Two other stories are added to what was originally published as a novella that add to the reader’s experience of enjoying a true Christmas Spirit.  In A Christmas Wish, a grandmother teaches Brian and Steph that if they truly wish and envision that wish their dream will come true.  Brian is a miracle that embodies the truth of the Christmas Spirit, a man who was deemed unable to live any kind of meaningful life.  Steph has a newfound realization that she is afraid to see become reality.  Readers will love the outcome of these two situations and admire the true Christmas Spirit.

The Tin Foil Manger is about Nancy, an elderly woman in a nursing home whose children can’t bear to visit her and watch her as Alzheimer’s disease eats away her mind and body.  A caretaker of the home connects both Nancy and her two daughters to a time when Christmas memories were something that united the family with meaning and blessings.  These realities of a past life give Nancy and her daughters the meaning of Christmas that restores living in multiple, fond ways.

The Thursday Night Club… and two other stories is not only a perfect  holiday read but also one for every day of the year and years to follow.  A great read, may it inspire others to live a life with “purpose.”

Right Behind You (Quincy and Rainie #7) by Lisa Gardner

Right Behind You (Quincy and Rainie #7).  Lisa Gardner. Penguin Publishing Group.

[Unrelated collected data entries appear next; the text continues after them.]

//! In-process event bus backed by a `tokio::sync::broadcast` channel.
//!
//! [`EventBus`] is the publish/subscribe hub for [`SchedulingEvent`]s.
//! It is designed to be shared via `Arc<EventBus>` across the engine and
//! any embedding application.

use chrono::{DateTime, Utc};
use serde::{Deserialize, Serialize};
use tokio::sync::broadcast;

use agenda_core::types::RequestId;

// ---------------------------------------------------------------------------
// Event type names
// ---------------------------------------------------------------------------

/// A draft passed detection and entered the workflow.
pub const EVENT_SUBMITTED: &str = "request.submitted";
/// A human approved a pending request.
pub const EVENT_APPROVED: &str = "request.approved";
/// A human rejected a pending request.
pub const EVENT_REJECTED: &str = "request.rejected";
/// The external calendar entry was created.
pub const EVENT_PUBLISHED: &str = "request.published";
/// Automatic publishing gave up; manual intervention needed.
pub const EVENT_PUBLISH_FAILED: &str = "request.publish_failed";
/// The request was withdrawn or retracted.
pub const EVENT_CANCELLED: &str = "request.cancelled";

// ---------------------------------------------------------------------------
// SchedulingEvent
// ---------------------------------------------------------------------------

/// A domain event emitted by the scheduling engine.
///
/// Constructed via [`SchedulingEvent::new`] and enriched with
/// [`with_request`](SchedulingEvent::with_request) and
/// [`with_payload`](SchedulingEvent::with_payload). Payloads carry the
/// old/new status and any decision note so the audit log can reconstruct
/// the lifecycle without querying the engine.
#[derive(Debug, Clone, Serialize, Deserialize)]
pub struct SchedulingEvent {
    /// Dot-separated event name, e.g. `"request.published"`.
    pub event_type: String,

    /// The event request this event concerns.
    pub request_id: Option<RequestId>,

    /// Free-form JSON payload carrying event-specific data.
    pub payload: serde_json::Value,

    /// When the event was created (UTC).
    pub timestamp: DateTime<Utc>,
}

impl SchedulingEvent {
    /// Create a new event with only the required `event_type`.
    pub fn new(event_type: impl Into<String>) -> Self {
        Self {
            event_type: event_type.into(),
            request_id: None,
            payload: serde_json::Value::Object(Default::default()),
            timestamp: Utc::now(),
        }
    }

    /// Attach the subject request to the event.
    pub fn with_request(mut self, request_id: RequestId) -> Self {
        self.request_id = Some(request_id);
        self
    }

    /// Set the JSON payload for the event.
    pub fn with_payload(mut self, payload: serde_json::Value) -> Self {
        self.payload = payload;
        self
    }
}

// ---------------------------------------------------------------------------
// EventBus
// ---------------------------------------------------------------------------

/// Default buffer capacity for the broadcast channel.
const DEFAULT_CAPACITY: usize = 1024;

/// In-process fan-out event bus.
///
/// Wraps a [`broadcast::Sender`] so that any number of subscribers can
/// independently receive every published [`SchedulingEvent`].
pub struct EventBus {
    sender: broadcast::Sender<SchedulingEvent>,
}

impl EventBus {
    /// Create a bus with a specific channel capacity.
    ///
    /// When the buffer is full, the oldest un-consumed messages are dropped
    /// and slow receivers will observe a `RecvError::Lagged`.
    pub fn new(capacity: usize) -> Self {
        let (sender, _) = broadcast::channel(capacity);
        Self { sender }
    }

    /// Publish an event to all current subscribers.
    ///
    /// If there are no active subscribers the event is silently dropped —
    /// observers are not part of the engine's correctness contract.
    pub fn publish(&self, event: SchedulingEvent) {
        // Ignore the SendError — it only means there are zero receivers.
        let _ = self.sender.send(event);
    }

    /// Subscribe to all events published on this bus.
    pub fn subscribe(&self) -> broadcast::Receiver<SchedulingEvent> {
        self.sender.subscribe()
    }
}

impl Default for EventBus {
    fn default() -> Self {
        Self::new(DEFAULT_CAPACITY)
    }
}

// ---------------------------------------------------------------------------
// Tests
// ---------------------------------------------------------------------------

#[cfg(test)]
mod tests {
    use super::*;

    #[tokio::test]
    async fn publish_and_receive_single_subscriber() {
        let bus = EventBus::default();
        let mut rx = bus.subscribe();

        let id = RequestId::new_v4();
        let event = SchedulingEvent::new(EVENT_SUBMITTED)
            .with_request(id)
            .with_payload(serde_json::json!({"status": "pending_approval"}));

        bus.publish(event);

        let received = rx.recv().await.expect("should receive the event");
        assert_eq!(received.event_type, EVENT_SUBMITTED);
        assert_eq!(received.request_id, Some(id));
        assert_eq!(received.payload["status"], "pending_approval");
    }

    #[tokio::test]
    async fn multiple_subscribers_receive_same_event() {
        let bus = EventBus::default();
        let mut rx1 = bus.subscribe();
        let mut rx2 = bus.subscribe();

        bus.publish(SchedulingEvent::new(EVENT_PUBLISHED));

        let e1 = rx1.recv().await.expect("subscriber 1 should receive");
        let e2 = rx2.recv().await.expect("subscriber 2 should receive");

        assert_eq!(e1.event_type, EVENT_PUBLISHED);
        assert_eq!(e2.event_type, EVENT_PUBLISHED);
    }

    #[test]
    fn publish_with_no_subscribers_does_not_panic() {
        let bus = EventBus::default();
        // No subscribers — this must not panic.
        bus.publish(SchedulingEvent::new(EVENT_CANCELLED));
    }

    #[test]
    fn default_event_has_empty_optional_fields() {
        let event = SchedulingEvent::new("bare.event");
        assert_eq!(event.event_type, "bare.event");
        assert!(event.request_id.is_none());
        assert!(event.payload.is_object());
    }
}
//! Scheduling event bus.
//!
//! Downstream read models (dashboards, audit log) observe the engine
//! through this crate:
//!
//! - [`EventBus`] — in-process publish/subscribe hub backed by
//!   `tokio::sync::broadcast`.
//! - [`SchedulingEvent`] — the canonical domain event envelope.
//!
//! Observers are fire-and-forget: the engine's correctness never depends
//! on anyone listening.

pub mod bus;

pub use bus::{
    EventBus, SchedulingEvent, EVENT_APPROVED, EVENT_CANCELLED, EVENT_PUBLISHED,
    EVENT_PUBLISH_FAILED, EVENT_REJECTED, EVENT_SUBMITTED,
};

October 2017. 480 pp.  ISBN#: 9781101984376.

Telly Ray Nash and his sister Sharlah have been brutalized by their father for years.  One night Telly has had enough and takes a baseball bat to his father, killing him and even using the bat on his sister Sharlah.  The siblings are then separated and are trying to put their lives together with families who actually want to adopt them.  One day, however, Telly kills both of his foster parents and wanders off to commit more murder.  Sharlah learns about this from her own foster parents, Quincy and Rainie, who are worried sick that her brother will come after to finish off what he began several years earlier. Quincy and Rainie are former FBI profilers and so they know something of what can be predicted.

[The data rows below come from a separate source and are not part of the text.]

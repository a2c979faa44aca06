//! Domain logic for training-event scheduling.
//!
//! This crate holds the pure core of the scheduling engine — it has zero
//! internal deps and no knowledge of persistence or transport:
//!
//! - [`request`]: the [`EventRequest`](request::EventRequest) model and
//!   input validation.
//! - [`status`]: the request lifecycle enum and its transition table.
//! - [`workflow`]: state-machine operations (submit, approve, reject,
//!   publish bookkeeping, cancel).
//! - [`commitment`]: calendar-of-record entries and interval math.
//! - [`conflict`]: the conflict detector (direct overlap, travel time,
//!   daily capacity).
//! - [`travel`]: minimum travel-time estimation between municipalities.
//! - [`approval`]: project-policy driven approval routing.
//!
//! Everything here is synchronous and deterministic; orchestration,
//! locking, and external calls live in `agenda-engine` and
//! `agenda-calendar`.

pub mod approval;
pub mod commitment;
pub mod conflict;
pub mod error;
pub mod request;
pub mod status;
pub mod travel;
pub mod types;
pub mod workflow;

pub use approval::{route, ApprovalDecision, ProjectPolicy};
pub use commitment::{Commitment, CommitmentKind};
pub use conflict::{detect, ConflictOutcome, DetectionConfig};
pub use error::CoreError;
pub use request::{EventRequest, ExternalCalendarRef};
pub use status::RequestStatus;
pub use travel::{required_minutes, TravelTimeSource, TravelTimeTable};
pub use types::{Modality, MunicipalityId, ProjectId, RequestId, TrainerId};
//! Minimum travel-time estimation between municipalities.
//!
//! The estimator answers one question: how many minutes must separate two
//! physical commitments in different municipalities for the same trainer.
//! Reference data comes from an external distance table; a missing entry
//! falls back to a conservative default rather than failing, because
//! missing travel data must not silently permit impossible schedules.

use std::collections::HashMap;

use crate::types::{Modality, MunicipalityId};

/// Conservative fallback when the distance table has no entry for a
/// municipality pair.
pub const DEFAULT_TRAVEL_MINUTES: u32 = 240;

/// Reference-data source for pairwise travel times.
pub trait TravelTimeSource {
    /// Minimum minutes between `origin` and `destination`, or `None` when
    /// the table has no entry for the pair.
    fn lookup(&self, origin: MunicipalityId, destination: MunicipalityId) -> Option<u32>;
}

/// In-memory symmetric travel-time table.
#[derive(Debug, Clone, Default)]
pub struct TravelTimeTable {
    entries: HashMap<(MunicipalityId, MunicipalityId), u32>,
}

impl TravelTimeTable {
    pub fn new() -> Self {
        Self::default()
    }

    /// Record the travel time between two municipalities (both directions).
    pub fn insert(&mut self, a: MunicipalityId, b: MunicipalityId, minutes: u32) {
        self.entries.insert(pair_key(a, b), minutes);
    }
}

impl TravelTimeSource for TravelTimeTable {
    fn lookup(&self, origin: MunicipalityId, destination: MunicipalityId) -> Option<u32> {
        self.entries.get(&pair_key(origin, destination)).copied()
    }
}

/// Normalize a pair so lookups are direction-independent.
fn pair_key(a: MunicipalityId, b: MunicipalityId) -> (MunicipalityId, MunicipalityId) {
    if a <= b {
        (a, b)
    } else {
        (b, a)
    }
}

/// Minimum turnaround minutes required between a commitment at `origin`
/// and a candidate event at `destination`.
///
/// Returns 0 when the candidate is online, when the origin is unknown
/// (blocks and online commitments carry no municipality), or when both
/// sides are in the same municipality. Otherwise the table is consulted,
/// falling back to [`DEFAULT_TRAVEL_MINUTES`].
pub fn required_minutes(
    source: &dyn TravelTimeSource,
    origin: Option<MunicipalityId>,
    destination: MunicipalityId,
    modality: Modality,
) -> u32 {
    if !modality.requires_travel() {
        return 0;
    }
    let Some(origin) = origin else {
        return 0;
    };
    if origin == destination {
        return 0;
    }
    source
        .lookup(origin, destination)
        .unwrap_or(DEFAULT_TRAVEL_MINUTES)
}

#[cfg(test)]
mod tests {
    use super::*;

    fn table() -> TravelTimeTable {
        let mut t = TravelTimeTable::new();
        t.insert(10, 20, 90);
        t
    }

    #[test]
    fn online_modality_requires_no_travel() {
        assert_eq!(required_minutes(&table(), Some(10), 20, Modality::Online), 0);
    }

    #[test]
    fn same_municipality_requires_no_travel() {
        assert_eq!(
            required_minutes(&table(), Some(10), 10, Modality::InPerson),
            0
        );
    }

    #[test]
    fn unknown_origin_requires_no_travel() {
        assert_eq!(required_minutes(&table(), None, 10, Modality::InPerson), 0);
    }

    #[test]
    fn table_entry_used_when_present() {
        assert_eq!(
            required_minutes(&table(), Some(10), 20, Modality::InPerson),
            90
        );
    }

    #[test]
    fn lookup_is_symmetric() {
        assert_eq!(
            required_minutes(&table(), Some(20), 10, Modality::InPerson),
            90
        );
    }

    #[test]
    fn missing_entry_falls_back_to_conservative_default() {
        assert_eq!(
            required_minutes(&table(), Some(10), 30, Modality::InPerson),
            DEFAULT_TRAVEL_MINUTES
        );
    }

    #[test]
    fn follow_up_is_a_physical_visit() {
        assert_eq!(
            required_minutes(&table(), Some(10), 20, Modality::FollowUp),
            90
        );
    }
}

The novel then concerns the search for Telly who is on the run.  The author takes the reader into the mind of Telly and Sharlah as the search continues.  The two victims haven’t really pieced together why their violent background unfolded.  Sharlah can’t figure out why her brother turned the bat on her after he finished his rampage on his abusive father.  Both deeply know fear, hate, and love, experiences that don’t make sense, as well as the care their foster parents are unconditionally offering them.  It’s just such a chaotic mental and emotional mess in their minds!

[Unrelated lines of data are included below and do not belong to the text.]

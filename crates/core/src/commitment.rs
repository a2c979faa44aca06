//! Calendar-of-record entries: a trainer's already-occupied time ranges.
//!
//! Commitments are owned by the calendar-of-record collaborator and are
//! read-only to this crate. The invariant that commitments for the same
//! trainer never overlap is maintained by whoever writes them, including
//! the engine when it reserves and publishes.

use chrono::{DateTime, Utc};
use serde::{Deserialize, Serialize};

use crate::types::{MunicipalityId, TrainerId};

/// What kind of occupation a commitment represents.
#[derive(Debug, Clone, Copy, PartialEq, Eq, Serialize, Deserialize)]
#[serde(rename_all = "snake_case")]
pub enum CommitmentKind {
    /// A confirmed or reserved training event.
    Event,
    /// Declared unavailability for the whole window.
    BlockTotal,
    /// Declared unavailability for a sub-range. The commitment's
    /// `start`/`end` *are* the sub-range, so overlap is checked identically
    /// to the other kinds.
    BlockPartial,
}

/// A time range a trainer is already occupied by.
#[derive(Debug, Clone, PartialEq, Serialize, Deserialize)]
pub struct Commitment {
    pub trainer: TrainerId,
    pub start: DateTime<Utc>,
    pub end: DateTime<Utc>,
    pub kind: CommitmentKind,
    /// Where the commitment takes place. `None` for blocks and online
    /// events — those impose no travel requirement.
    pub municipality: Option<MunicipalityId>,
}

impl Commitment {
    /// Whether this commitment overlaps the half-open range `[start, end)`.
    pub fn overlaps(&self, start: DateTime<Utc>, end: DateTime<Utc>) -> bool {
        ranges_overlap(self.start, self.end, start, end)
    }
}

/// Half-open interval overlap: `[a_start, a_end)` and `[b_start, b_end)`
/// conflict iff `a_start < b_end && b_start < a_end`.
///
/// Back-to-back ranges (one ending exactly when the other starts) do not
/// overlap.
pub fn ranges_overlap(
    a_start: DateTime<Utc>,
    a_end: DateTime<Utc>,
    b_start: DateTime<Utc>,
    b_end: DateTime<Utc>,
) -> bool {
    a_start < b_end && b_start < a_end
}
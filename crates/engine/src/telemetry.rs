//! Tracing setup for host applications.

use tracing_subscriber::{layer::SubscriberExt, util::SubscriberInitExt};

/// Install the global tracing subscriber.
///
/// Filtering follows `RUST_LOG` when set, defaulting to `info` for the
/// `agenda` crates. Call once at startup of the embedding application.
pub fn init() {
    tracing_subscriber::registry()
        .with(
            tracing_subscriber::EnvFilter::try_from_default_env()
                .unwrap_or_else(|_| "agenda=info".into()),
        )
        .with(tracing_subscriber::fmt::layer())
        .init();
}
//! HTTP adapter for the external calendar service.
//!
//! Entries are upserted with `PUT {base_url}/events/{request_id}` — the
//! request id acts as the idempotency key, so re-publishing the same
//! request overwrites the existing entry instead of duplicating it.

use std::time::Duration;

use async_trait::async_trait;
use serde::Deserialize;

use agenda_core::request::{EventRequest, ExternalCalendarRef};
use agenda_core::types::{Modality, RequestId};

use crate::publisher::{CalendarPublisher, PublishError};

/// Adapter configuration loaded from environment variables.
///
/// | Env Var                 | Default                 |
/// |-------------------------|-------------------------|
/// | `CALENDAR_BASE_URL`     | `http://localhost:8080` |
/// | `CALENDAR_TIMEOUT_SECS` | `10`                    |
#[derive(Debug, Clone)]
pub struct CalendarConfig {
    /// Base URL of the calendar service.
    pub base_url: String,
    /// Per-attempt HTTP request timeout in seconds.
    pub request_timeout_secs: u64,
}

impl CalendarConfig {
    /// Load configuration from environment variables with defaults.
    pub fn from_env() -> Self {
        let base_url =
            std::env::var("CALENDAR_BASE_URL").unwrap_or_else(|_| "http://localhost:8080".into());

        let request_timeout_secs: u64 = std::env::var("CALENDAR_TIMEOUT_SECS")
            .unwrap_or_else(|_| "10".into())
            .parse()
            .expect("CALENDAR_TIMEOUT_SECS must be a valid u64");

        Self {
            base_url,
            request_timeout_secs,
        }
    }
}

impl Default for CalendarConfig {
    fn default() -> Self {
        Self {
            base_url: "http://localhost:8080".into(),
            request_timeout_secs: 10,
        }
    }
}

/// Shape of the calendar service's upsert response.
#[derive(Debug, Deserialize)]
struct UpsertResponse {
    id: String,
    #[serde(default)]
    meeting_link: Option<String>,
}

/// Production [`CalendarPublisher`] talking to the calendar service over
/// HTTP.
pub struct HttpCalendarPublisher {
    client: reqwest::Client,
    config: CalendarConfig,
}

impl HttpCalendarPublisher {
    /// Create a publisher with a pre-configured HTTP client.
    pub fn new(config: CalendarConfig) -> Self {
        let client = reqwest::Client::builder()
            .timeout(Duration::from_secs(config.request_timeout_secs))
            .build()
            .expect("Failed to build reqwest HTTP client");
        Self { client, config }
    }

    fn event_url(&self, request_id: RequestId) -> String {
        format!(
            "{}/events/{request_id}",
            self.config.base_url.trim_end_matches('/')
        )
    }
}

#[async_trait]
impl CalendarPublisher for HttpCalendarPublisher {
    async fn publish(&self, request: &EventRequest) -> Result<ExternalCalendarRef, PublishError> {
        let body = serde_json::json!({
            "request_id": request.id,
            "municipality_id": request.municipality,
            "modality": request.modality,
            "trainer_ids": request.trainers,
            "start": request.start,
            "end": request.end,
            "create_meeting": request.modality == Modality::Online,
        });

        let response = self
            .client
            .put(self.event_url(request.id))
            .json(&body)
            .send()
            .await
            .map_err(classify_transport_error)?;

        let status = response.status().as_u16();
        if let Some(err) = classify_status(status) {
            return Err(err);
        }

        let parsed: UpsertResponse = response.json().await.map_err(|e| {
            PublishError::Permanent(format!("Malformed calendar service response: {e}"))
        })?;

        tracing::info!(
            request_id = %request.id,
            external_id = %parsed.id,
            "Calendar entry upserted"
        );

        Ok(ExternalCalendarRef {
            external_id: parsed.id,
            meeting_link: parsed.meeting_link,
        })
    }

    async fn retract(&self, request_id: RequestId) -> Result<(), PublishError> {
        let response = self
            .client
            .delete(self.event_url(request_id))
            .send()
            .await
            .map_err(classify_transport_error)?;

        let status = response.status().as_u16();
        // The entry being gone already is the desired end state.
        if status == 404 {
            return Ok(());
        }
        if let Some(err) = classify_status(status) {
            return Err(err);
        }

        tracing::info!(request_id = %request_id, "Calendar entry retracted");
        Ok(())
    }
}

/// Map a transport-level failure onto the error taxonomy. Network trouble
/// is always worth retrying.
fn classify_transport_error(err: reqwest::Error) -> PublishError {
    PublishError::Transient(format!("HTTP request failed: {err}"))
}

/// Map a non-success HTTP status onto the error taxonomy.
///
/// 5xx and 429 are service-side or quota trouble (transient); any other
/// 4xx means the request itself is bad (permanent). Returns `None` for
/// success statuses.
fn classify_status(status: u16) -> Option<PublishError> {
    match status {
        200..=299 => None,
        429 => Some(PublishError::Transient(format!(
            "Calendar service returned HTTP {status}"
        ))),
        500..=599 => Some(PublishError::Transient(format!(
            "Calendar service returned HTTP {status}"
        ))),
        other => Some(PublishError::Permanent(format!(
            "Calendar service returned HTTP {other}"
        ))),
    }
}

Don’t quit reading because the story enfolds in ways that are imagined by the reader.  Resist the temptation to stereotypically categorize Telly as a wounded killer gone berserk.  There’s far more to this story worth the telling.  Lisa Gardner is a wonderful storyteller who knows how to pace action and tension that keeps the reader riveted to the plot and caring about the characters involved in this nightmarish search and its aftermath.  Well-plotted with multiple characters worth rooting for to come out of their nightmarish experience!